Closed ChrisThrasher closed 1 week ago

ChrisThrasher commented 1 week ago

Closes #239

This pull request changes CSFML to use SFML's policy for assertions. In short, if a user-provided argument is able to invoke UB, we assert against that potential value. In switching to CSFML to this pattern, we get a few benefits.

  1. Errors are much more visible. Instead of returning a dummy value and logging, we instead terminate the program. Program termination is hard to ignore. This will lead to users of CSFML more quickly finding and fixing their errors.
  2. The implementation is easier to read. These macros from Internal.hpp aren't too hard to understand but it's certainly easier to read an idiomatic assert plus a normal line of code.
  3. More implementation flexibility. These macros assumed the pointer contained a member named This.
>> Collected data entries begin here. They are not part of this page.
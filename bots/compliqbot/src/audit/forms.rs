// SPDX-License-Identifier: PMPL-1.0-or-later
//! Form controls without a label.

use crate::audit::Rule;
use crate::document::{Document, DocumentError, ElementId, Query};
use crate::findings::{Finding, Severity};

/// Elements that accept user input
pub const FORM_CONTROL_TAGS: &[&str] = &["input", "select", "textarea"];

/// Rule 3: every visible form control has a label
pub struct FormLabelRule;

impl Rule for FormLabelRule {
    fn id(&self) -> &'static str {
        "form-labels"
    }

    fn description(&self) -> &'static str {
        "Form controls must have a label, aria-label or aria-labelledby"
    }

    fn severity(&self) -> Severity {
        Severity::Critical
    }

    fn evaluate(&self, doc: &dyn Document) -> Result<Option<Finding>, DocumentError> {
        let missing = count_unlabelled_controls(doc)?;
        if missing == 0 {
            return Ok(None);
        }
        Ok(Some(Finding::new(
            self.id(),
            self.severity(),
            format!("{} form controls missing labels", missing),
        )))
    }
}

/// Count `input`, `select` and `textarea` elements (hidden inputs excluded)
/// with no `<label for>`, `aria-label` or `aria-labelledby`.
pub fn count_unlabelled_controls(doc: &dyn Document) -> Result<usize, DocumentError> {
    let mut missing = 0;
    for control in doc.query(&Query::tags(FORM_CONTROL_TAGS))? {
        if is_hidden_input(doc, control)? {
            continue;
        }
        if !has_label(doc, control)? {
            missing += 1;
        }
    }
    Ok(missing)
}

/// `type` is an enumerated attribute: matched ignoring case but not
/// whitespace, so `" hidden "` is an invalid type and renders as a text box.
fn is_hidden_input(doc: &dyn Document, control: ElementId) -> Result<bool, DocumentError> {
    if doc.tag_name(control)? != "input" {
        return Ok(false);
    }
    Ok(doc
        .attribute(control, "type")?
        .is_some_and(|t| t.eq_ignore_ascii_case("hidden")))
}

fn has_label(doc: &dyn Document, control: ElementId) -> Result<bool, DocumentError> {
    if let Some(id) = non_empty(doc.attribute(control, "id")?) {
        if !doc.query(&Query::tag("label").with_attr_value("for", &id))?.is_empty() {
            return Ok(true);
        }
    }
    Ok(non_empty(doc.attribute(control, "aria-label")?).is_some()
        || non_empty(doc.attribute(control, "aria-labelledby")?).is_some())
}

fn non_empty(value: Option<String>) -> Option<String> {
    value.filter(|v| !v.is_empty())
}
Now that the macros are gone we can rename those members or pick different implementation techniques like what I proposed in #222 for example.
  4. Less logging. With Internal.hpp gone CSFML now no longer directly uses sf::err or any other logging utilities. I prefer libraries not do logging without a way to intercept and redirect those logs which CSFML currently does not have.

CSFML as it stands prior to this PR defines the behavior of null pointer arguments in Debug builds while leaving that behavior undefined for Release builds so that aspect of CSFML has not changed. All this PR does is change what that Debug behavior is.